WHAT THE EXERCISE ASKS
The response must consist of the lines below from the one with "filename src/logging.rs" through the one with "fn env_filter() ->", exactly as they appear and with both ends kept.
++++ DATA EXTRACT
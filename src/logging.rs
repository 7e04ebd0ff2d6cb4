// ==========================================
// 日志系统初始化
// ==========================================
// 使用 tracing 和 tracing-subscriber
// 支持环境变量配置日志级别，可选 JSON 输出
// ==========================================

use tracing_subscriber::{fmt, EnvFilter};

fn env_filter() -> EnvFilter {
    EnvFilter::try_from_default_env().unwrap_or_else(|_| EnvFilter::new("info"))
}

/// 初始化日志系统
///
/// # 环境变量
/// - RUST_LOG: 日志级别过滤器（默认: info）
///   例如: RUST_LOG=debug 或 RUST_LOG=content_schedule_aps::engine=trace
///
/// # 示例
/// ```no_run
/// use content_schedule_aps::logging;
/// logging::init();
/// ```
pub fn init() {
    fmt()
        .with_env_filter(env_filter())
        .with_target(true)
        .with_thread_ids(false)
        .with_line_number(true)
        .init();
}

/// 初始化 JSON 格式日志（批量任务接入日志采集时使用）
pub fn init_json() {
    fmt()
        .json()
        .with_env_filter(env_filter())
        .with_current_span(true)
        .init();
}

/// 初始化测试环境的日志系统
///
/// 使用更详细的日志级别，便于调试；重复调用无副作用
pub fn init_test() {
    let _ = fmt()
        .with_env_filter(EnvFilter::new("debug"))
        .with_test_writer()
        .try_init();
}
++++++++
++++ DATA EXTRACT
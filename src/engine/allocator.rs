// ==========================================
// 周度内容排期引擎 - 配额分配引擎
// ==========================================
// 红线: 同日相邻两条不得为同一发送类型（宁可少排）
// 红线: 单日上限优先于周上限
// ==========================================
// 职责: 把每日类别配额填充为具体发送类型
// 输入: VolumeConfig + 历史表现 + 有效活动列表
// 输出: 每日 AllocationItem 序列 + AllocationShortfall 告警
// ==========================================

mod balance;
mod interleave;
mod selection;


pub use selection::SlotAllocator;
++++++++
++++ DATA EXTRACT
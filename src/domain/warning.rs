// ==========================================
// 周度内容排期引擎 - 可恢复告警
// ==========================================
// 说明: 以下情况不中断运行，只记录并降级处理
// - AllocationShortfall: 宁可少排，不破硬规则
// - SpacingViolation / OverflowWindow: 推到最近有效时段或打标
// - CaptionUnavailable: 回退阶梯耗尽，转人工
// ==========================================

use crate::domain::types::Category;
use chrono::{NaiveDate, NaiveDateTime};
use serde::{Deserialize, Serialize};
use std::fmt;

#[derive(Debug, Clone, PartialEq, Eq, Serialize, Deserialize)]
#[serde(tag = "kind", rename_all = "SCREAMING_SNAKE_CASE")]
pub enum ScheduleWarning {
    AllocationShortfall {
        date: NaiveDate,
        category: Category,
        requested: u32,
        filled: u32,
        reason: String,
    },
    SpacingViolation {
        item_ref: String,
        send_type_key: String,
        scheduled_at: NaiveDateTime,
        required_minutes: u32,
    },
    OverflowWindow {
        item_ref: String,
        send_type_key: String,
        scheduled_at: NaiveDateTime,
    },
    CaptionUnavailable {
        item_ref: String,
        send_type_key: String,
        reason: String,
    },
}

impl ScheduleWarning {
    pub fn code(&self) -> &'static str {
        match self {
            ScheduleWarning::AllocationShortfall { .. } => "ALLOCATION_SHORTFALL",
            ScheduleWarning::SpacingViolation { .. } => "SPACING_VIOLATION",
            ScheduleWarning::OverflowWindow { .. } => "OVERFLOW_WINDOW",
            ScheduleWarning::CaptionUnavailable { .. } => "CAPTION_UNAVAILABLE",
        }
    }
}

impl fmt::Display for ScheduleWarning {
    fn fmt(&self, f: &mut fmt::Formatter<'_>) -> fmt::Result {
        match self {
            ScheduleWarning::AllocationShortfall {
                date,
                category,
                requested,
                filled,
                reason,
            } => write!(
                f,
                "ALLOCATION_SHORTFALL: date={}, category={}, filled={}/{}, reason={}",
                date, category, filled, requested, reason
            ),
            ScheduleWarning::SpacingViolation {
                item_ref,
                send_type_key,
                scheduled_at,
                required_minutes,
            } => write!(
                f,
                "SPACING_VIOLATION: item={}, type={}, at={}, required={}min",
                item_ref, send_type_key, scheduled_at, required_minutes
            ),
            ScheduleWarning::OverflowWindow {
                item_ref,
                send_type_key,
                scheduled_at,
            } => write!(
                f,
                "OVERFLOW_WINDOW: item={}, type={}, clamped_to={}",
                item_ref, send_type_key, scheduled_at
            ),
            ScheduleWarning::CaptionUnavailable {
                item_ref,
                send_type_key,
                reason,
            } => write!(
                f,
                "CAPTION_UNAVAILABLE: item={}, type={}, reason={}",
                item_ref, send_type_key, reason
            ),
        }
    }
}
++++++++
PROBLEM SOLUTION
filename src/logging.rs
repository 7e04ebd0ff2d6cb4
// ==========================================
// 日志系统初始化
// ==========================================
// 使用 tracing 和 tracing-subscriber
// 支持环境变量配置日志级别，可选 JSON 输出
// ==========================================

use tracing_subscriber::{fmt, EnvFilter};

fn env_filter() -> EnvFilter {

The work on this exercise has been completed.